To do a scientific study would give us the most significant data, but one of the Conservancy’s key objectives is to work with the community of the Canal; establishing a relationship with local, passionate Canal users giving them a sense of connection to this historic water-way. After long talks with Kate Hogan, the Community Outreach Coordinator for the Audubon Society of Greater Denver, it became clear that the best way to observe the natural ecosystem of the Canal and to gather community support would be through a BioBlitz — or a series of BioBlitzes. A BioBlitz, according to National Geographic, is an opportunity for community members and scientist to come together and observe as many species as possible in a short timeframe within a specific location.

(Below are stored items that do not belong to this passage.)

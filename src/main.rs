mod cli;
mod config;
mod convert;
mod logging;
mod scenarios_cmd;
mod setup;
mod simulate_cmd;
mod validate_cmd;

use std::process;

use anyhow::Result;
use clap::Parser;

use crate::cli::{Cli, Command};

fn main() {
    let cli = Cli::parse();
    logging::init(cli.verbose);

    if let Err(e) = run(cli.command) {
        eprintln!("Error: {e:#}");
        process::exit(1);
    }
}

fn run(command: Command) -> Result<()> {
    match command {
        Command::Simulate(args) => simulate_cmd::run(args),
        Command::Validate(args) => validate_cmd::run(args),
        Command::Scenarios(args) => scenarios_cmd::run(args),
    }
}
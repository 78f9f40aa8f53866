//! Loading steps shared by every subcommand.

use std::io::Write;
use std::path::Path;

use anyhow::{Context, Result};
use chrono::NaiveDateTime;
use serde::Serialize;
use tracing::info;

use creek_basin::{BasinCatalog, BasinProfile};
use creek_io::{EventData, ReaderConfig, read_event, read_soil, seeds_for_event};
use creek_soil::{AlarmExceedance, DailySeed, SimulationOutput};

use crate::config::CreekConfig;
use crate::convert;

/// Parsed configuration plus the objects every command builds from it.
pub struct Setup {
    pub config: CreekConfig,
    pub catalog: BasinCatalog,
    pub reader: ReaderConfig,
}

impl Setup {
    /// Loads the TOML config (or defaults) and builds the basin catalog and
    /// event reader settings.
    pub fn load(path: Option<&Path>) -> Result<Self> {
        let config = CreekConfig::load(path)?;
        let catalog = convert::build_catalog(&config.basins)?;
        let reader = convert::build_reader_config(&config.io)?;
        Ok(Self {
            config,
            catalog,
            reader,
        })
    }

    pub fn profile(&self, basin: &str) -> Result<&BasinProfile> {
        self.catalog
            .resolve_name(basin)
            .with_context(|| format!("cannot resolve basin {basin:?}"))
    }
}

pub fn load_event(path: &Path, reader: &ReaderConfig) -> Result<EventData> {
    info!(path = %path.display(), "reading event");
    read_event(path, reader).with_context(|| format!("failed to read event: {}", path.display()))
}

/// Daily seeds for `event`, starting with the day before its first sample.
pub fn load_seeds(soil: &Path, event: &EventData) -> Result<Vec<DailySeed>> {
    info!(path = %soil.display(), "reading soil balance");
    let records = read_soil(soil)
        .with_context(|| format!("failed to read soil balance: {}", soil.display()))?;
    let first_day = event
        .first_day()
        .context("event has no samples")?;
    seeds_for_event(&records, first_day)
        .with_context(|| format!("soil balance does not cover event starting {first_day}"))
}

/// Writes pretty JSON to `output`, or to stdout when no path is given.
pub fn write_json<T: Serialize>(value: &T, output: Option<&Path>) -> Result<()> {
    let json = serde_json::to_string_pretty(value).context("failed to serialize JSON")?;
    match output {
        Some(path) => {
            std::fs::write(path, &json)
                .with_context(|| format!("failed to write JSON: {}", path.display()))?;
            info!(path = %path.display(), "JSON written");
        }
        None => {
            let mut stdout = std::io::stdout().lock();
            writeln!(stdout, "{json}").context("failed to write to stdout")?;
        }
    }
    Ok(())
}

/// Headline figures of one simulated run.
#[derive(Debug, Serialize)]
pub struct RunSummary {
    pub basin: String,
    pub n_samples: usize,
    pub total_precipitation: f64,
    pub runoff_start: Option<NaiveDateTime>,
    pub peak_at: Option<NaiveDateTime>,
    pub peak_level: Option<f64>,
    pub alarms: Vec<AlarmExceedance>,
}

impl RunSummary {
    pub fn new(profile: &BasinProfile, output: &SimulationOutput) -> Self {
        let peak = output.peak();
        Self {
            basin: profile.id().to_string(),
            n_samples: output.len(),
            total_precipitation: output.total_precipitation(),
            runoff_start: output.runoff_start(),
            peak_at: peak.map(|(t, _)| t),
            peak_level: peak.map(|(_, level)| level),
            alarms: output.alarm_exceedances(profile),
        }
    }
}
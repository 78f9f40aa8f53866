//! Soil-moisture state carried from one sample to the next.

use serde::Serialize;

/// Operating phase selected by the sign of the incoming surface water content.
#[derive(Debug, Clone, Copy, PartialEq, Eq, Serialize)]
#[serde(rename_all = "snake_case")]
pub enum Phase {
    /// `swc < 0`: rain refills the soil, no runoff.
    SoilFilling,
    /// `swc >= 0`: surface storage drains as runoff.
    Runoff,
}

/// State of one simulation run.
///
/// * `swc` (mm): negative is the deficit left in the surface soil layer,
///   non-negative is water stored at the surface.
/// * `deficit90` (mm): deficit over 90 cm of soil; negative means wetter than
///   field capacity.
/// * `leaf_intercepted` (mm): water currently held by the canopy.
#[derive(Debug, Clone, Copy, PartialEq, Serialize)]
pub struct SimulationState {
    pub swc: f64,
    pub deficit90: f64,
    pub leaf_intercepted: f64,
}

impl SimulationState {
    /// State with an empty canopy.
    pub fn new(swc: f64, deficit90: f64) -> Self {
        Self {
            swc,
            deficit90,
            leaf_intercepted: 0.0,
        }
    }

    /// Phase the next step will run in.
    pub fn phase(&self) -> Phase {
        if self.swc < 0.0 {
            Phase::SoilFilling
        } else {
            Phase::Runoff
        }
    }
}
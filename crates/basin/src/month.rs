//! Validated calendar month.

use chrono::Datelike;

use crate::error::BasinError;

/// A calendar month in 1..=12.
///
/// Holding a `Month` is proof that monthly table lookups cannot go out of
/// range.
#[derive(Debug, Clone, Copy, PartialEq, Eq, PartialOrd, Ord, Hash)]
pub struct Month(u8);

impl Month {
    /// Creates a month from its 1-based number.
    ///
    /// # Errors
    ///
    /// Returns [`BasinError::InvalidMonth`] if `month` is outside 1..=12.
    pub fn new(month: u32) -> Result<Self, BasinError> {
        if (1..=12).contains(&month) {
            Ok(Self(month as u8))
        } else {
            Err(BasinError::InvalidMonth { month })
        }
    }

    /// Month of a date or date-time.
    pub fn of<D: Datelike>(date: &D) -> Self {
        // chrono guarantees month() is in 1..=12
        Self(date.month() as u8)
    }

    /// 1-based month number.
    pub fn get(self) -> u8 {
        self.0
    }

    /// 0-based index into a 12-element table.
    pub fn index(self) -> usize {
        self.0 as usize - 1
    }
}
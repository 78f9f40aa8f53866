//! Validation report and its JSON form.

use serde::Serialize;

use crate::error::ValidateError;
use crate::pairing::PeakPair;

/// Data-quality condition that left some metrics undefined.
#[derive(Debug, Clone, Copy, PartialEq, Eq, Serialize)]
#[serde(rename_all = "snake_case")]
pub enum ValidationWarning {
    /// Estimated series is constant; correlations are undefined.
    DegenerateEstimated,
    /// Observed series is constant; correlations are undefined.
    DegenerateObserved,
    /// No peak passed the filters in the observed series.
    NoObservedPeaks,
    /// No peak passed the filters in the estimated series.
    NoEstimatedPeaks,
    /// Peaks exist in both series but none fell inside the pairing window.
    NoMatchedPeaks,
}

/// Scores of one simulated event against observations.
///
/// Undefined metrics are `None` and serialise as `null`.
#[derive(Debug, Clone, PartialEq, Serialize)]
pub struct ValidationReport {
    /// Number of aligned samples scored.
    pub n_samples: usize,
    pub correlation: Option<f64>,
    /// Correlation after delaying the estimate by `shift_samples`.
    pub shifted_correlation: Option<f64>,
    /// Root-mean-square error (m).
    pub rmse: Option<f64>,
    /// Mean `estimated - observed` peak level (m).
    pub mean_peak_error: Option<f64>,
    /// Mean `t_observed - t_estimated` (h); positive when the estimate leads.
    pub mean_peak_anticipation: Option<f64>,
    pub shift_samples: isize,
    pub n_observed_peaks: usize,
    pub n_estimated_peaks: usize,
    /// Every estimated peak, matched or not.
    pub pairs: Vec<PeakPair>,
    pub warnings: Vec<ValidationWarning>,
}

impl ValidationReport {
    /// Pairs that found an observed peak.
    pub fn matched_pairs(&self) -> impl Iterator<Item = &PeakPair> {
        self.pairs.iter().filter(|p| p.is_matched())
    }

    pub fn has_warning(&self, warning: ValidationWarning) -> bool {
        self.warnings.contains(&warning)
    }
}

/// Serialise a value to pretty-printed JSON.
///
/// # Errors
///
/// Returns [`ValidateError::Serialization`] if serialisation fails.
pub fn to_json<T: Serialize>(value: &T) -> Result<String, ValidateError> {
    serde_json::to_string_pretty(value).map_err(|e| ValidateError::Serialization {
        reason: e.to_string(),
    })
}
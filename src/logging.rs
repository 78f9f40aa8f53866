use tracing_subscriber::EnvFilter;

/// All workspace crate targets that should receive log output.
const CRATE_TARGETS: &[&str] = &[
    "creek",
    "creek_basin",
    "creek_io",
    "creek_soil",
    "creek_stats",
    "creek_validate",
];

/// Initialize tracing based on CLI verbosity level.
///
/// Mapping:
/// - 0 (none) -> warn
/// - 1 (-v)   -> info
/// - 2 (-vv)  -> debug
/// - 3+ (-vvv)-> trace
///
/// `RUST_LOG` env var overrides the CLI flag if set. Logs go to stderr so
/// JSON written to stdout stays clean.
pub fn init(verbosity: u8) {
    let level = match verbosity {
        0 => "warn",
        1 => "info",
        2 => "debug",
        _ => "trace",
    };

    let default_filter: String = CRATE_TARGETS
        .iter()
        .map(|t| format!("{t}={level}"))
        .collect::<Vec<_>>()
        .join(",");

    let filter =
        EnvFilter::try_from_default_env().unwrap_or_else(|_| EnvFilter::new(default_filter));

    tracing_subscriber::fmt()
        .with_env_filter(filter)
        .with_writer(std::io::stderr)
        .init();
}
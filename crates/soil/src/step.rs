//! Single-sample state transition.
//!
//! Each step runs, in order:
//! 1. canopy interception, bounded by the month's free canopy storage;
//! 2. deep infiltration, bounded by the deficit-dependent capacity;
//! 3. the phase update selected by the sign of the incoming `swc`;
//! 4. the level transform of the new `swc`.

use creek_basin::{BasinProfile, INTERCEPTION_FRACTION, Month};
use serde::Serialize;

use crate::interval::SampleInterval;
use crate::state::{Phase, SimulationState};

/// Water moved during one step (mm).
#[derive(Debug, Clone, Copy, PartialEq, Default, Serialize)]
pub struct StepFluxes {
    /// Rain captured by the canopy.
    pub interception: f64,
    /// Rain reaching the ground.
    pub rain_to_soil: f64,
    /// Water entering the deep soil layer.
    pub deep_infiltration: f64,
    /// Surface water leaving as runoff (phase 2 only).
    pub runoff: f64,
}

/// Outcome of applying one precipitation sample to a state.
#[derive(Debug, Clone, Copy, PartialEq)]
pub struct StepResult {
    /// Gauge level after the step (m).
    pub water_level: f64,
    /// State after the step.
    pub state: SimulationState,
    /// Phase the step ran in.
    pub phase: Phase,
    pub fluxes: StepFluxes,
}

/// Canopy interception for one sample.
///
/// Returns `(intercepted, new_leaf_storage)`. The new storage never exceeds
/// `capacity`.
pub fn leaf_interception(precipitation: f64, leaf_intercepted: f64, capacity: f64) -> (f64, f64) {
    let room = (capacity - leaf_intercepted).max(0.0);
    let intercepted = (precipitation * INTERCEPTION_FRACTION).min(room);
    let storage = (leaf_intercepted + intercepted).min(capacity);
    (intercepted, storage)
}

/// Deep infiltration (mm) for one sample given the rain reaching the soil.
pub fn deep_infiltration(
    profile: &BasinProfile,
    rain_to_soil: f64,
    deficit90: f64,
    interval: SampleInterval,
) -> f64 {
    let per_step = profile.infiltration().hourly_capacity(deficit90) / interval.intervals_per_hour();
    rain_to_soil.min(per_step)
}

/// Advances `state` by one precipitation sample (mm).
///
/// Total over finite inputs: the result is always a fully defined state and a
/// level in `[zero_level, zero_level + max_level]`.
pub fn step(
    profile: &BasinProfile,
    state: &SimulationState,
    precipitation: f64,
    month: Month,
    interval: SampleInterval,
) -> StepResult {
    let capacity = profile.interception_capacity(month);
    let (interception, leaf_intercepted) =
        leaf_interception(precipitation, state.leaf_intercepted, capacity);
    let rain_to_soil = precipitation - interception;
    let deep = deep_infiltration(profile, rain_to_soil, state.deficit90, interval);

    let phase = state.phase();
    let (swc, deficit90, runoff) = match phase {
        Phase::SoilFilling => (
            state.swc + rain_to_soil - deep,
            state.deficit90 - rain_to_soil,
            0.0,
        ),
        Phase::Runoff => {
            let stored = state.swc + rain_to_soil - deep;
            let decay = state.swc * (profile.runoff_decay_alpha() / interval.intervals_per_hour());
            // runoff never exceeds the water held after infiltration
            let runoff = decay.min(stored);
            (
                (stored - runoff).max(0.0),
                state.deficit90 - deep,
                runoff,
            )
        }
    };

    StepResult {
        water_level: profile.level(swc),
        state: SimulationState {
            swc,
            deficit90,
            leaf_intercepted,
        },
        phase,
        fluxes: StepFluxes {
            interception,
            rain_to_soil,
            deep_infiltration: deep,
            runoff,
        },
    }
}
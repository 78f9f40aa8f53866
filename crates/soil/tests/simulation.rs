//! Integration test: event runs through the public simulator API.

use approx::assert_relative_eq;
use chrono::{Duration, NaiveDate, NaiveDateTime};
use creek_basin::{
    AlarmStage, BasinCatalog, BasinId, BasinProfile, InfiltrationCurve, InterceptionTable,
    LevelTransform,
};
use creek_soil::{
    DEFAULT_SURFACE_RATIO, DailySeed, ReseedPolicy, RunOptions, Sample, SimulationState,
    SoilError, deficit_scenarios, run_event, run_from_state, sweep,
};

fn at(day: u32, h: u32) -> NaiveDateTime {
    NaiveDate::from_ymd_opt(2024, 10, day)
        .unwrap()
        .and_hms_opt(h, 0, 0)
        .unwrap()
}

fn hourly(start: NaiveDateTime, rain: &[f64]) -> Vec<Sample> {
    rain.iter()
        .enumerate()
        .map(|(i, &p)| Sample {
            timestamp: start + Duration::hours(i as i64),
            precipitation: p,
        })
        .collect()
}

fn ravone() -> BasinProfile {
    BasinCatalog::builtin()
        .resolve(BasinId::Ravone)
        .unwrap()
        .clone()
}

fn reference_profile() -> BasinProfile {
    BasinProfile::builder(BasinId::Ravone)
        .with_transform(LevelTransform::from_reference_level(-0.2, 4.5, 0.10, 22.0, 1.25).unwrap())
        .with_infiltration(InfiltrationCurve::new(0.5, 10.0, -50.0, 100.0).unwrap())
        .with_interception(
            InterceptionTable::from_monthly(&[
                2.0, 2.0, 3.0, 5.0, 6.0, 8.0, 10.0, 9.0, 7.0, 6.0, 5.0, 3.0,
            ])
            .unwrap(),
        )
        .with_runoff_decay_alpha(0.18)
        .build()
        .unwrap()
}

#[test]
fn dry_soil_without_rain_stays_at_zero_level() {
    let p = reference_profile();
    let samples = hourly(at(1, 0), &[0.0; 48]);
    let out = run_from_state(
        &p,
        &samples,
        SimulationState::new(-50.0, 30.0),
        &RunOptions::default(),
    )
    .unwrap();

    assert_eq!(out.len(), 48);
    assert!(out.water_levels().iter().all(|&l| l == -0.2));
    assert_eq!(out.final_state().swc, -50.0);
    assert_eq!(out.runoff_start(), None);
}

#[test]
fn single_pulse_infiltrates_at_capacity() {
    let p = reference_profile();
    // January: canopy capacity 2 mm
    let start = NaiveDate::from_ymd_opt(2024, 1, 10)
        .unwrap()
        .and_hms_opt(0, 0, 0)
        .unwrap();
    let samples = hourly(start, &[10.0, 0.0]);
    let out = run_from_state(
        &p,
        &samples,
        SimulationState::new(-30.0, 0.0),
        &RunOptions::default(),
    )
    .unwrap();

    let capacity = 0.5 + (1.0f64 / 3.0).powi(2) * 10.0;
    let first = out.records()[0];
    assert_relative_eq!(first.swc, -30.0 + 8.0 - capacity, epsilon = 1e-12);
    assert_relative_eq!(first.leaf_intercepted, 2.0, epsilon = 1e-12);
    assert_eq!(first.water_level, -0.2);
}

#[test]
fn runs_are_deterministic() {
    let p = ravone();
    let rain = [0.0, 4.0, 12.0, 25.0, 18.0, 6.0, 1.0, 0.0, 0.0, 0.0];
    let samples = hourly(at(19, 0), &rain);
    let seeds = [DailySeed::from_deficits(4.0, 10.0)];

    let a = run_event(&p, &samples, &seeds, &RunOptions::default()).unwrap();
    let b = run_event(&p, &samples, &seeds, &RunOptions::default()).unwrap();
    assert_eq!(a.records(), b.records());
}

#[test]
fn levels_decay_without_rain_once_saturated() {
    let p = ravone();
    let samples = hourly(at(5, 0), &[0.0; 24]);
    let out = run_from_state(
        &p,
        &samples,
        SimulationState::new(40.0, -10.0),
        &RunOptions::default(),
    )
    .unwrap();

    let levels = out.water_levels();
    for w in levels.windows(2) {
        assert!(w[1] <= w[0], "level rose without rain: {} -> {}", w[0], w[1]);
    }
    assert!(out.records().iter().all(|r| r.swc >= 0.0));
}

#[test]
fn levels_stay_within_transform_bounds() {
    let p = ravone();
    let samples = hourly(at(5, 0), &[200.0; 12]);
    let out = run_event(
        &p,
        &samples,
        &[DailySeed::from_deficits(-5.0, -30.0)],
        &RunOptions::default(),
    )
    .unwrap();

    for r in out.records() {
        assert!(r.water_level >= -0.2);
        assert!(r.water_level <= -0.2 + 4.5);
    }
}

#[test]
fn canopy_never_exceeds_monthly_capacity() {
    let p = ravone();
    // October capacity: 6 mm
    let samples = hourly(at(10, 0), &[15.0, 15.0, 15.0, 15.0]);
    let out = run_event(
        &p,
        &samples,
        &[DailySeed::from_deficits(40.0, 80.0)],
        &RunOptions::default(),
    )
    .unwrap();

    assert!(out.records().iter().all(|r| r.leaf_intercepted <= 6.0));
    assert_relative_eq!(out.records()[0].leaf_intercepted, 3.0, epsilon = 1e-12);
    assert_relative_eq!(out.records()[1].leaf_intercepted, 6.0, epsilon = 1e-12);
}

#[test]
fn day_boundaries_consume_seeds_in_order() {
    let p = ravone();
    // 22:00 on the 1st through 02:00 on the 3rd
    let samples = hourly(at(1, 22), &[0.0; 29]);
    let seeds = [
        DailySeed::from_deficits(10.0, 40.0),
        DailySeed::from_deficits(5.0, 30.0),
        DailySeed::from_deficits(2.0, 20.0),
    ];
    let out = run_event(&p, &samples, &seeds, &RunOptions::default()).unwrap();
    let r = out.records();

    assert_eq!(r[0].swc, -10.0);
    assert_eq!(r[1].deficit90, 40.0);
    // 00:00 on the 2nd
    assert_eq!(r[2].timestamp, at(2, 0));
    assert_eq!(r[2].swc, -5.0);
    assert_eq!(r[2].deficit90, 30.0);
    // 00:00 on the 3rd
    assert_eq!(r[26].timestamp, at(3, 0));
    assert_eq!(r[26].swc, -2.0);
    assert_eq!(r[26].deficit90, 20.0);
}

#[test]
fn state_is_kept_past_the_last_seed() {
    let p = ravone();
    let samples = hourly(at(1, 22), &[0.0; 29]);
    let seeds = [
        DailySeed::from_deficits(10.0, 40.0),
        DailySeed::from_deficits(5.0, 30.0),
    ];
    let out = run_event(&p, &samples, &seeds, &RunOptions::default()).unwrap();
    let last = out.records().last().unwrap();
    assert_eq!(last.swc, -5.0);
    assert_eq!(last.deficit90, 30.0);
}

#[test]
fn blend_policy_changes_runoff_reseeding() {
    let p = ravone();
    let samples = hourly(at(1, 22), &[8.0; 6]);
    let seeds = [
        DailySeed::from_deficits(-2.0, -20.0),
        DailySeed::from_deficits(-30.0, -20.0),
    ];
    let keep = run_event(&p, &samples, &seeds, &RunOptions::default()).unwrap();
    let blend = run_event(
        &p,
        &samples,
        &seeds,
        &RunOptions::new().with_reseed_policy(ReseedPolicy::Blend),
    )
    .unwrap();

    assert_eq!(keep.records()[1], blend.records()[1]);
    assert!(blend.records()[2].swc > keep.records()[2].swc);
}

#[test]
fn heavy_rain_reports_runoff_alarms_and_discharge() {
    let p = ravone();
    let samples = hourly(at(19, 0), &[30.0, 30.0, 30.0, 0.0, 0.0, 0.0]);
    let out = run_event(
        &p,
        &samples,
        &[DailySeed::from_deficits(0.0, -20.0)],
        &RunOptions::default(),
    )
    .unwrap();

    assert_eq!(out.runoff_start(), Some(at(19, 0)));
    assert_relative_eq!(out.total_precipitation(), 90.0, epsilon = 1e-12);

    let alarms = out.alarm_exceedances(&p);
    let stages: Vec<AlarmStage> = alarms.iter().map(|a| a.stage).collect();
    assert_eq!(stages, AlarmStage::RAISED.to_vec());
    assert_eq!(alarms[0].first_at, at(19, 0));
    assert_eq!(alarms[2].first_at, at(19, 1));

    let (peak_at, peak) = out.peak().unwrap();
    assert!(peak >= 2.0);
    assert!(peak_at >= at(19, 1));

    let first = out.records()[0];
    let q = first.discharge.unwrap();
    assert_relative_eq!(q, 3.5 * (first.water_level + 0.2).powf(1.8), epsilon = 1e-12);
}

#[test]
fn profile_without_rating_curve_has_no_discharge() {
    let p = reference_profile();
    let samples = hourly(at(1, 0), &[1.0, 1.0]);
    let out = run_event(
        &p,
        &samples,
        &[DailySeed::from_deficits(5.0, 5.0)],
        &RunOptions::default(),
    )
    .unwrap();
    assert!(out.records().iter().all(|r| r.discharge.is_none()));
    assert!(out.alarm_exceedances(&p).is_empty());
}

#[test]
fn run_without_seed_is_rejected() {
    let p = ravone();
    let samples = hourly(at(1, 0), &[0.0; 3]);
    assert_eq!(
        run_event(&p, &samples, &[], &RunOptions::default()).unwrap_err(),
        SoilError::MissingSeed
    );
}

#[test]
fn non_finite_precipitation_is_rejected() {
    let p = ravone();
    let samples = hourly(at(1, 0), &[0.0, f64::NAN, 1.0]);
    let err = run_event(
        &p,
        &samples,
        &[DailySeed::from_deficits(5.0, 5.0)],
        &RunOptions::default(),
    )
    .unwrap_err();
    assert!(matches!(err, SoilError::NonFinitePrecipitation { index: 1, .. }));
}

#[test]
fn single_sample_needs_explicit_interval() {
    let p = ravone();
    let samples = hourly(at(1, 0), &[2.0]);
    let seeds = [DailySeed::from_deficits(5.0, 5.0)];
    assert!(matches!(
        run_event(&p, &samples, &seeds, &RunOptions::default()),
        Err(SoilError::InsufficientSamples { n: 1, min: 2 })
    ));

    let interval = creek_soil::SampleInterval::from_seconds(3600.0).unwrap();
    let out = run_event(&p, &samples, &seeds, &RunOptions::new().with_interval(interval)).unwrap();
    assert_eq!(out.len(), 1);
}

#[test]
fn wetter_scenarios_peak_higher() {
    let p = ravone();
    let samples = hourly(at(19, 0), &[10.0; 6]);
    let scenarios = deficit_scenarios(&[-20.0, 100.0], DEFAULT_SURFACE_RATIO);
    let outcomes = sweep(&p, &samples, &scenarios, &RunOptions::default()).unwrap();

    assert_eq!(outcomes.len(), 2);
    assert_eq!(outcomes[0].scenario, scenarios[0]);
    let wet = outcomes[0].output.peak().unwrap().1;
    let dry = outcomes[1].output.peak().unwrap().1;
    assert!(wet > dry);
    assert!(outcomes[0].output.runoff_start().is_some());
    assert_eq!(outcomes[1].output.runoff_start(), None);
}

After weeks of researching how to perform a BioBlitz and connecting with other agencies who had hosted their own Blitzes, we decided to use a database called iNaturalist in order to collect all information found during our series. iNaturalist is an online social network that helps engage naturalists and citizen scientists about biodiversity on a global scale. By using iNaturalist as our database, not only would it be an easy way to access all information collected during our BioBlitzes, it would also be a helpful way to upload unknown wildlife for identification help. Through using iNaturalist we would also contribute to the citizen science global database of wildlife. All 71 miles of the High Line Canal have now been successfully added to iNaturalist where community members can upload observations they need help identifying or purely to add interesting wildlife they find along the Canal. With help from Biohabitats, a company that provides environmental planning and ecological restoration, we were also able to upload six BioBlitz locations along the High Line Canal onto iNaturalist.
New to all of us at the Conservancy, we relied on the Audubon Society of Greater Denver to connect us with naturalists interested in attending and working with us to discover the wildlife of the Canal. With immense support from the Audubon Society and reaching out to our supportive community, we successfully gathered over 50 volunteers to help with our inventory. We held naturalist meetings and volunteer trainings to help familiarize the volunteers with the Conservancy’s objectives, how a BioBlitz works and using iNaturalist.
Once on the Canal, with an average of 12 volunteers per Blitz, we would split up into groups focusing on either birds or insects while always on the lookout for rare and difficult to spot mammals, reptiles and amphibians. It was best to have at least one bird or insect specialist per group, however, when this was not possible, we had iNaturalist to rely on for help. In the end, we uploaded 571 observations and were able to identify 180 species inhabiting the Canal.
This inaugural BioBlitz series has been a tremendous way to begin the process of understanding the living natural ecosystem of the High Line Canal not to mention, roll out our volunteer program and engage with community members. Our work will help inform the Framework Plan in understanding the needs of the wildlife and to continue to maintain a healthy ecosystem along the corridor. The BioBlitz program will also help with our efforts to preserve and protect the Canal through volunteers establishing a deeper connection to the biodiverse abundance inhabiting this historic and beloved resource.